(What this task involves) Return the lines of the data below exactly. Start at the first and end with the line containing "all features are".

··········

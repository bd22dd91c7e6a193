//! Encoded categorical data.
//!
//! - [`FeatureGroups`]: which one-hot columns belong to which original feature
//! - [`EncodedDataset`]: validated 0/1 feature matrix with class labels
//!
//! Encoding raw categorical values is left to the caller; this module only
//! checks that the supplied encoding is consistent.

mod dataset;
mod groups;

pub use dataset::{DatasetError, EncodedDataset};
pub use groups::FeatureGroups;
//! Group-wise hard thresholding.
//!
//! Classical IHT keeps the `s` largest individual coefficients. Here the unit
//! of selection is an original categorical feature: all of its one-hot
//! columns are kept or dropped together, since keeping one indicator column
//! while dropping its siblings has no meaning.
//!
//! Selection is a two-step reduction over the `[n_classes, n_columns]`
//! coefficient matrix:
//!
//! ```text
//! col_mag[j] = Σ_c |B[c, j]|                       (collapse classes)
//! score[g]   = mean(col_mag[boundaries[g]..boundaries[g+1]])
//! ```
//!
//! The `s` groups with the largest score keep their columns verbatim; every
//! other column is set to zero. There is no shrinkage of retained values.

use ndarray::{s, Array1, Array2, ArrayView2, Axis};
use serde::{Deserialize, Serialize};

use crate::data::FeatureGroups;

/// Non-fatal condition raised while setting up thresholding.
#[derive(Debug, Clone, Copy, PartialEq, Eq, Serialize, Deserialize)]
pub enum Diagnostic {
    /// The sparsity budget exceeds the number of original features, so every
    /// feature is retained and thresholding is a no-op.
    SparsityExceedsFeatureCount { sparsity: usize, n_features: usize },
}

impl std::fmt::Display for Diagnostic {
    fn fmt(&self, f: &mut std::fmt::Formatter<'_>) -> std::fmt::Result {
        match self {
            Self::SparsityExceedsFeatureCount {
                sparsity,
                n_features,
            } => write!(
                f,
                "sparsity {} exceeds the number of features {}; all features are retained",
                sparsity, n_features
            ),
        }
    }
}

/// Importance score of every group: mean over the group's columns of the
/// class-summed absolute coefficient.
///
/// Returns a vector of length `groups.n_groups()`.
///
/// # Panics
///
/// Panics (debug) if `coefficients` does not have `groups.n_columns()` columns.
pub fn group_scores(coefficients: ArrayView2<'_, f64>, groups: &FeatureGroups) -> Array1<f64> {
    debug_assert_eq!(coefficients.ncols(), groups.n_columns());

    let col_mag = coefficients.mapv(f64::abs).sum_axis(Axis(0));
    groups
        .ranges()
        .map(|range| {
            let len = range.len() as f64;
            col_mag.slice(s![range]).sum() / len
        })
        .collect()
}

/// Output of [`GroupThreshold::apply`].
#[derive(Debug, Clone)]
pub struct Thresholded {
    /// Sparsified copy of the candidate matrix.
    pub coefficients: Array2<f64>,
    /// Groups that kept their columns, in ascending index order.
    pub retained: Vec<usize>,
}

/// Keeps the top-`s` groups of a coefficient matrix and zeroes the rest.
///
/// Groups are ranked by [`group_scores`] in descending order; equal scores are
/// ordered by ascending group index, so the lower index wins a tie at the
/// cutoff. The operator never mutates its input.
///
/// # Example
///
/// ```
/// use catiht::data::FeatureGroups;
/// use catiht::training::GroupThreshold;
/// use ndarray::array;
///
/// let groups = FeatureGroups::from_cardinalities(&[2, 1]).unwrap();
/// let candidate = array![[0.1, -0.1, 2.0], [0.0, 0.2, -1.0]];
///
/// let out = GroupThreshold::new(1, &groups).apply(candidate.view(), &groups);
/// assert_eq!(out.retained, vec![1]);
/// assert_eq!(out.coefficients, array![[0.0, 0.0, 2.0], [0.0, 0.0, -1.0]]);
/// ```
#[derive(Debug, Clone)]
pub struct GroupThreshold {
    sparsity: usize,
    n_groups: usize,
    diagnostic: Option<Diagnostic>,
}

impl GroupThreshold {
    /// Create the operator for a sparsity budget over `groups`.
    ///
    /// A budget above the number of features raises
    /// [`Diagnostic::SparsityExceedsFeatureCount`]. A budget equal to it keeps
    /// every group and raises nothing.
    pub fn new(sparsity: usize, groups: &FeatureGroups) -> Self {
        let n_features = groups.n_groups();
        let diagnostic = (sparsity > n_features).then_some(Diagnostic::SparsityExceedsFeatureCount {
            sparsity,
            n_features,
        });
        Self {
            sparsity,
            n_groups: n_features,
            diagnostic,
        }
    }

    #[inline]
    pub fn sparsity(&self) -> usize {
        self.sparsity
    }

    /// Number of groups the operator was built for.
    #[inline]
    pub fn n_groups(&self) -> usize {
        self.n_groups
    }

    /// Diagnostic raised for this budget, if any.
    #[inline]
    pub fn diagnostic(&self) -> Option<Diagnostic> {
        self.diagnostic
    }

    /// Groups that survive thresholding of `candidate`, in ascending order.
    ///
    /// `groups` must be the index the operator was built with.
    pub fn select(&self, candidate: ArrayView2<'_, f64>, groups: &FeatureGroups) -> Vec<usize> {
        let n_groups = groups.n_groups();
        debug_assert_eq!(
            n_groups, self.n_groups,
            "threshold built for {} groups, applied to {}",
            self.n_groups, n_groups
        );
        if self.sparsity >= n_groups {
            return (0..n_groups).collect();
        }

        let scores = group_scores(candidate, groups);
        let mut order: Vec<usize> = (0..n_groups).collect();
        // Stable sort: ties keep ascending group order.
        order.sort_by(|&a, &b| scores[b].total_cmp(&scores[a]));
        order.truncate(self.sparsity);
        order.sort_unstable();
        order
    }

    /// Threshold `candidate`, returning a new matrix.
    pub fn apply(&self, candidate: ArrayView2<'_, f64>, groups: &FeatureGroups) -> Thresholded {
        let retained = self.select(candidate, groups);

        let coefficients = if retained.len() == groups.n_groups() {
            candidate.to_owned()
        } else {
            let mut out = Array2::zeros(candidate.raw_dim());
            for &group in &retained {
                let range = groups.range(group);
                out.slice_mut(s![.., range.clone()])
                    .assign(&candidate.slice(s![.., range]));
            }
            out
        };

        Thresholded {
            coefficients,
            retained,
        }
    }
}

/// Groups with at least one non-zero coefficient, in ascending order.
pub fn nonzero_groups(coefficients: ArrayView2<'_, f64>, groups: &FeatureGroups) -> Vec<usize> {
    groups
        .ranges()
        .enumerate()
        .filter(|(_, range)| {
            coefficients
                .slice(s![.., range.clone()])
                .iter()
                .any(|&v| v != 0.0)
        })
        .map(|(group, _)| group)
        .collect()
}
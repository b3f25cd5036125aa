//! Adapter implementations of the floor ports.

pub mod memory;
//! Floor task lifecycle status.

use super::ParseTaskStatusError;
use serde::{Deserialize, Serialize};
use std::fmt;

/// Lifecycle status of a floor task.
///
/// `Pending` and `Paused` are the only statuses from which `Ongoing` is
/// reachable; `Completed` and `Failed` are terminal for the task instance.
#[derive(Debug, Clone, Copy, PartialEq, Eq, Hash, Serialize, Deserialize)]
#[serde(rename_all = "snake_case")]
pub enum TaskStatus {
    /// Created and waiting for a worker to start it.
    Pending,
    /// Being executed.
    Ongoing,
    /// Execution is temporarily suspended; progress is preserved.
    Paused,
    /// Finished successfully.
    Completed,
    /// Abandoned after a defect or breakdown.
    Failed,
}

impl TaskStatus {
    /// Returns the canonical storage representation.
    #[must_use]
    pub const fn as_str(self) -> &'static str {
        match self {
            Self::Pending => "pending",
            Self::Ongoing => "ongoing",
            Self::Paused => "paused",
            Self::Completed => "completed",
            Self::Failed => "failed",
        }
    }

    /// Returns whether the status machine allows the transition.
    #[must_use]
    pub const fn can_transition_to(self, target: Self) -> bool {
        matches!(
            (self, target),
            (Self::Pending, Self::Ongoing)
                | (Self::Ongoing, Self::Paused | Self::Completed | Self::Failed)
                | (Self::Paused, Self::Ongoing | Self::Completed | Self::Failed)
        )
    }

    /// Returns whether the status is terminal.
    #[must_use]
    pub const fn is_terminal(self) -> bool {
        matches!(self, Self::Completed | Self::Failed)
    }
}

impl fmt::Display for TaskStatus {
    fn fmt(&self, f: &mut fmt::Formatter<'_>) -> fmt::Result {
        f.write_str(self.as_str())
    }
}

impl TryFrom<&str> for TaskStatus {
    type Error = ParseTaskStatusError;

    fn try_from(value: &str) -> Result<Self, Self::Error> {
        let normalized = value.trim().to_ascii_lowercase();
        match normalized.as_str() {
            "pending" => Ok(Self::Pending),
            "ongoing" => Ok(Self::Ongoing),
            "paused" => Ok(Self::Paused),
            "completed" => Ok(Self::Completed),
            "failed" => Ok(Self::Failed),
            _ => Err(ParseTaskStatusError(value.to_owned())),
        }
    }
}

··········

(Finished task)
repository bd22dd91c7e6a193
//! Encoded categorical data.
//!
//! - [`FeatureGroups`]: which one-hot columns belong to which original feature
//! - [`EncodedDataset`]: validated 0/1 feature matrix with class labels
//!
//! Encoding raw categorical values is left to the caller; this module only
//! checks that the supplied encoding is consistent.

mod dataset;
mod groups;

pub use dataset::{DatasetError, EncodedDataset};
pub use groups::FeatureGroups;
//! Group-wise hard thresholding.
//!
//! Classical IHT keeps the `s` largest individual coefficients. Here the unit
//! of selection is an original categorical feature: all of its one-hot
//! columns are kept or dropped together, since keeping one indicator column
//! while dropping its siblings has no meaning.
//!
//! Selection is a two-step reduction over the `[n_classes, n_columns]`
//! coefficient matrix:
//!
//! ```text
//! col_mag[j] = Σ_c |B[c, j]|                       (collapse classes)
//! score[g]   = mean(col_mag[boundaries[g]..boundaries[g+1]])
//! ```
//!
//! The `s` groups with the largest score keep their columns verbatim; every
//! other column is set to zero. There is no shrinkage of retained values.

use ndarray::{s, Array1, Array2, ArrayView2, Axis};
use serde::{Deserialize, Serialize};

use crate::data::FeatureGroups;

/// Non-fatal condition raised while setting up thresholding.
#[derive(Debug, Clone, Copy, PartialEq, Eq, Serialize, Deserialize)]
pub enum Diagnostic {
    /// The sparsity budget exceeds the number of original features, so every
    /// feature is retained and thresholding is a no-op.
    SparsityExceedsFeatureCount { sparsity: usize, n_features: usize },
}

impl std::fmt::Display for Diagnostic {
    fn fmt(&self, f: &mut std::fmt::Formatter<'_>) -> std::fmt::Result {
        match self {
            Self::SparsityExceedsFeatureCount {
                sparsity,
                n_features,
            } => write!(
                f,
                "sparsity {} exceeds the number of features {}; all features are retained",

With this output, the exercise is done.